(Collected data)
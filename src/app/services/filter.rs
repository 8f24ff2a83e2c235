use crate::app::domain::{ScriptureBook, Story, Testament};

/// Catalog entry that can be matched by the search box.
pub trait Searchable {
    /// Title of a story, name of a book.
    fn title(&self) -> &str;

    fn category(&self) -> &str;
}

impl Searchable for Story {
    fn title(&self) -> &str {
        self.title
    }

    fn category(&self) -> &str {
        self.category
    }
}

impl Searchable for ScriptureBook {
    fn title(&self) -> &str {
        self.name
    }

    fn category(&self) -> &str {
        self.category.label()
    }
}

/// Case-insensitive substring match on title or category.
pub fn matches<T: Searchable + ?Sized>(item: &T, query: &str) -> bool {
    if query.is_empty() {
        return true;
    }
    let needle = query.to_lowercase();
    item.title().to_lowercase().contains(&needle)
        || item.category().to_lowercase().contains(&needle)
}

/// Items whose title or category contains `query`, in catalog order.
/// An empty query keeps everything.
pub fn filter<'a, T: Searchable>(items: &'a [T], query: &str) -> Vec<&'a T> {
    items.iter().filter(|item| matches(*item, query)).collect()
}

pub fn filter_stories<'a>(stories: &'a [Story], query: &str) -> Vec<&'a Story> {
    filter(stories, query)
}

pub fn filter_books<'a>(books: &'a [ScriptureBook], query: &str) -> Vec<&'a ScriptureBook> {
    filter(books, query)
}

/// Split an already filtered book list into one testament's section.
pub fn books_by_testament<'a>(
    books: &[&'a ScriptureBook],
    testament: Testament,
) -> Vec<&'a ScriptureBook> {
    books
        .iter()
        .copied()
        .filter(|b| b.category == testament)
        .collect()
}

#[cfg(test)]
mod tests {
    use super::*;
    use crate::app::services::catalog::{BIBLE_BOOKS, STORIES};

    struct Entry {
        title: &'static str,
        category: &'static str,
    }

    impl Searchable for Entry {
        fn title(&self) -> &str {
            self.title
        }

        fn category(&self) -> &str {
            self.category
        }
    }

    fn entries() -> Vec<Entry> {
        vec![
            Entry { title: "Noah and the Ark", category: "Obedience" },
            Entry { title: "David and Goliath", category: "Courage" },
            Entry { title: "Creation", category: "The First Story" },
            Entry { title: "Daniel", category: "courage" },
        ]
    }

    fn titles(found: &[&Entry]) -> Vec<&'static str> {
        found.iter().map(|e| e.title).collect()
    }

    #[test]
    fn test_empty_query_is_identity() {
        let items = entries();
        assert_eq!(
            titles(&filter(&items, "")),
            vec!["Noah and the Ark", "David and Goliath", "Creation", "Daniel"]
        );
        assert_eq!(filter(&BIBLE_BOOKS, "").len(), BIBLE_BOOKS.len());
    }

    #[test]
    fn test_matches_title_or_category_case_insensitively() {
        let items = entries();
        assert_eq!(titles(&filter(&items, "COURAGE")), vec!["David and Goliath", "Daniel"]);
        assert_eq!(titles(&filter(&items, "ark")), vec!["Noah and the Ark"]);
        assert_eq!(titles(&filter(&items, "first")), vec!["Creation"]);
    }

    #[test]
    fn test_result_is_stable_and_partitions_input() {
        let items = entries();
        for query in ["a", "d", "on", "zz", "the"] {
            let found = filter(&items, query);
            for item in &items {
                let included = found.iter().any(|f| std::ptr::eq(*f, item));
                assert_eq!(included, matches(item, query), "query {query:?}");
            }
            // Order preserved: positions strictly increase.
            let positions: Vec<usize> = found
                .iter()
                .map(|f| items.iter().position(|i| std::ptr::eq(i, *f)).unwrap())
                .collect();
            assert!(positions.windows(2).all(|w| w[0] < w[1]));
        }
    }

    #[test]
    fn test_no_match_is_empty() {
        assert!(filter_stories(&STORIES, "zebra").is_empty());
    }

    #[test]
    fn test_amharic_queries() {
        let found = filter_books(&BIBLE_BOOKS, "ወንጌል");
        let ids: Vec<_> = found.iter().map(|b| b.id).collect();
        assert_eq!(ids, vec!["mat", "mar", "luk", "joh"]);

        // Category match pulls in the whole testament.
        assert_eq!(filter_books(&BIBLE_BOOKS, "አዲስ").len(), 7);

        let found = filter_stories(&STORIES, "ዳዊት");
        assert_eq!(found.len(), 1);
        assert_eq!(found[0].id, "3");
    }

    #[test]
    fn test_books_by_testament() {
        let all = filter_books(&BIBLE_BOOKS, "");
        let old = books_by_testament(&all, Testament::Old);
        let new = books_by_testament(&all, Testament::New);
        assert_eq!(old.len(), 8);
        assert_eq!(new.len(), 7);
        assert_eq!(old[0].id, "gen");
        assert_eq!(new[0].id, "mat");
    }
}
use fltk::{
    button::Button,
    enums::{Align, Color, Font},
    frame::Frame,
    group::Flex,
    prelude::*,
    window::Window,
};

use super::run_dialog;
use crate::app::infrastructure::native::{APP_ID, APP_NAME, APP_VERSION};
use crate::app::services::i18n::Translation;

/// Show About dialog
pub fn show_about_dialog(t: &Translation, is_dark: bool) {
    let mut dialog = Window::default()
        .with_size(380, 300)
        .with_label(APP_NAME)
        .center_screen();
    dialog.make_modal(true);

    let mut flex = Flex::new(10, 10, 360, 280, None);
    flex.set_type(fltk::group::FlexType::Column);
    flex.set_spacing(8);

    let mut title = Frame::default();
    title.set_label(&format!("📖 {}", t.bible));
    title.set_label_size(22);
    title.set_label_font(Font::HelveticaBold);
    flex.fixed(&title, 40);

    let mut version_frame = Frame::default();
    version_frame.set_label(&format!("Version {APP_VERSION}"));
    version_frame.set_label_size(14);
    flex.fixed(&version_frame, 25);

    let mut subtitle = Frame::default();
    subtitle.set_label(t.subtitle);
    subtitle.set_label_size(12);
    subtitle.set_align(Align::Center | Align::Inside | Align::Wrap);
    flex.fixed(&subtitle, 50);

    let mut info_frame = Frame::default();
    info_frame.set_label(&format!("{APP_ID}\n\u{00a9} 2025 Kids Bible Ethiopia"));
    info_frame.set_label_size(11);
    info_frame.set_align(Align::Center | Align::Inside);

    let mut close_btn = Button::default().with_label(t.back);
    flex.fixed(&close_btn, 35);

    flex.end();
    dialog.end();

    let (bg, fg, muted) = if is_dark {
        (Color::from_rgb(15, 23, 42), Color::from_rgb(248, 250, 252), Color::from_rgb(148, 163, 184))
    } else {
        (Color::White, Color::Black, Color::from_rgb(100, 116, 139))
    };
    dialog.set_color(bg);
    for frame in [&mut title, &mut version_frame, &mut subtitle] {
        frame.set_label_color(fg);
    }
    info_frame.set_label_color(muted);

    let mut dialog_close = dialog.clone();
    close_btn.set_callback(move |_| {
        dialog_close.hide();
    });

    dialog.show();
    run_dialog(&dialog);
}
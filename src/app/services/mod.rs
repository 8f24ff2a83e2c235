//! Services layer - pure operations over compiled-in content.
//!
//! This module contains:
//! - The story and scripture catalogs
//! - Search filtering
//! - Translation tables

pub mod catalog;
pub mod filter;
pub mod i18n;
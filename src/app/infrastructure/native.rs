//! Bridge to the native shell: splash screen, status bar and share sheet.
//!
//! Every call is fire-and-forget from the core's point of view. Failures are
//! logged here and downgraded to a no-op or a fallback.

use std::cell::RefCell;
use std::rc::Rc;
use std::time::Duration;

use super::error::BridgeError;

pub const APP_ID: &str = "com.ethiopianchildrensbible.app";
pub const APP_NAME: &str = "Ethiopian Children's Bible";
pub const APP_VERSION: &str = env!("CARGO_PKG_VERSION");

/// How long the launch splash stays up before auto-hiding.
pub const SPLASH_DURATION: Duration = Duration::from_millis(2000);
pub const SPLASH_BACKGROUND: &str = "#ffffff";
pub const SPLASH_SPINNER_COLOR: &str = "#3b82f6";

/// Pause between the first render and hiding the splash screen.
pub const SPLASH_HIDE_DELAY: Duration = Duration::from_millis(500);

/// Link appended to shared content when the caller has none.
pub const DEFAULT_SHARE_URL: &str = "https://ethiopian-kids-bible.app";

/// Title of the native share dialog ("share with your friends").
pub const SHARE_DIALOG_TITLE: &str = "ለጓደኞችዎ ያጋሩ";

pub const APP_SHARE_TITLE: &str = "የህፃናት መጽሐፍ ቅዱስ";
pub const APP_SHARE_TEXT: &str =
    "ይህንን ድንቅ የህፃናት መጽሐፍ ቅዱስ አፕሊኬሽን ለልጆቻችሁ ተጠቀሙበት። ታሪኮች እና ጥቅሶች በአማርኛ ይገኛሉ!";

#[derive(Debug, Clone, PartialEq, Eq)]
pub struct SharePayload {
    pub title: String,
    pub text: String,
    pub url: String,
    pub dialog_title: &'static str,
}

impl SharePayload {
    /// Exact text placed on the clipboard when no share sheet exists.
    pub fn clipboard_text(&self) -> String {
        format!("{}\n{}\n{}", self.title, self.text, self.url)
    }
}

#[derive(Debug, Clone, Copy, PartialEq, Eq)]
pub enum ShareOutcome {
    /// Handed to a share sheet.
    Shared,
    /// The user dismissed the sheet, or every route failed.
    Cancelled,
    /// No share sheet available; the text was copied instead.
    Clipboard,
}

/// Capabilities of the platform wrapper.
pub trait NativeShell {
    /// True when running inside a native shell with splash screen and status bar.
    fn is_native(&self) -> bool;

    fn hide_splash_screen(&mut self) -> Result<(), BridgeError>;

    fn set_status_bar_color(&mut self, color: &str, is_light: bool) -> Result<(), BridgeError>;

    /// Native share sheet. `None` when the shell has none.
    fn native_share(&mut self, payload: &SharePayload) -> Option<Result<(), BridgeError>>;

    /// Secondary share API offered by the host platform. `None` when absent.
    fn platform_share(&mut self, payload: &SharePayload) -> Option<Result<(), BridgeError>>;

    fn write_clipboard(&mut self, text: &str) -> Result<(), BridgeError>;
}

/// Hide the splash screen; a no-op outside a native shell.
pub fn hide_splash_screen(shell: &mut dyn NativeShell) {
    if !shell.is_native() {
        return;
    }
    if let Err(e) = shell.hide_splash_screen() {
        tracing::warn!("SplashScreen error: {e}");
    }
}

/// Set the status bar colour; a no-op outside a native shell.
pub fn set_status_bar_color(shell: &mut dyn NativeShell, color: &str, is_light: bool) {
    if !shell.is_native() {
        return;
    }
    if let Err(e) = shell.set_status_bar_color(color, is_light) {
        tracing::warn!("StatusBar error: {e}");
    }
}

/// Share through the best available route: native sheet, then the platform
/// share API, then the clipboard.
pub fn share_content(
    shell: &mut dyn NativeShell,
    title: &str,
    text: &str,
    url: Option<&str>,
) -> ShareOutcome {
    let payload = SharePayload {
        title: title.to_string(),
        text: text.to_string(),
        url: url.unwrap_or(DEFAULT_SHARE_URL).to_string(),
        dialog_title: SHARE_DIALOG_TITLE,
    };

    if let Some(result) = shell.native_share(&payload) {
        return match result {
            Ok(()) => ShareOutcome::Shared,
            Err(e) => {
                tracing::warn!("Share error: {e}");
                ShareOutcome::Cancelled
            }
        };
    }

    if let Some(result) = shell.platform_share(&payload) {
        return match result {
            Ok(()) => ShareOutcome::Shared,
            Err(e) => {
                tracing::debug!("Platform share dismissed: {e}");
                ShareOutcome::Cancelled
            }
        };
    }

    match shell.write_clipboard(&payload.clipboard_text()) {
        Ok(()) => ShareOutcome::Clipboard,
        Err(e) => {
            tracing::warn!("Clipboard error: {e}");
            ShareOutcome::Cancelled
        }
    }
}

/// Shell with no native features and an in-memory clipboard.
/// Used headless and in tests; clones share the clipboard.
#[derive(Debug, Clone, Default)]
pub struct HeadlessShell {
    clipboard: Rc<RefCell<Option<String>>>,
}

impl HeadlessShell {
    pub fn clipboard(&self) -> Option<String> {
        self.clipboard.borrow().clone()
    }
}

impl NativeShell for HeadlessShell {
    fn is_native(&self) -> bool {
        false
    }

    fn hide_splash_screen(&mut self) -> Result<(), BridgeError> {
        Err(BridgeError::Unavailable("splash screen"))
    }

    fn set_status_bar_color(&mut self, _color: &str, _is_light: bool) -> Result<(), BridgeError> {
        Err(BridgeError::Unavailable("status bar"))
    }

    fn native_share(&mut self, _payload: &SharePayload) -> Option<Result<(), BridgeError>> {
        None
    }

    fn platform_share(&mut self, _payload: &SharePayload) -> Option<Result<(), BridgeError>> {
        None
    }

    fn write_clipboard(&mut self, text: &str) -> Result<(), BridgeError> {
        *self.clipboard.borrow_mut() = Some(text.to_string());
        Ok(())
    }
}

**TRY IT**
Set down again, word for word, the stretch of records from the line with "let mut title = Frame::default();" to the line with "let (bg, fg, muted)", both of those lines included.

**EXERCISE ANSWER**
    let mut title = Frame::default();
    title.set_label(&format!("📖 {}", t.bible));
    title.set_label_size(22);
    title.set_label_font(Font::HelveticaBold);
    flex.fixed(&title, 40);

    let mut version_frame = Frame::default();
    version_frame.set_label(&format!("Version {APP_VERSION}"));
    version_frame.set_label_size(14);
    flex.fixed(&version_frame, 25);

    let mut subtitle = Frame::default();
    subtitle.set_label(t.subtitle);
    subtitle.set_label_size(12);
    subtitle.set_align(Align::Center | Align::Inside | Align::Wrap);
    flex.fixed(&subtitle, 50);

    let mut info_frame = Frame::default();
    info_frame.set_label(&format!("{APP_ID}\n\u{00a9} 2025 Kids Bible Ethiopia"));
    info_frame.set_label_size(11);
    info_frame.set_align(Align::Center | Align::Inside);

    let mut close_btn = Button::default().with_label(t.back);
    flex.fixed(&close_btn, 35);

    flex.end();
    dialog.end();

    let (bg, fg, muted) = if is_dark {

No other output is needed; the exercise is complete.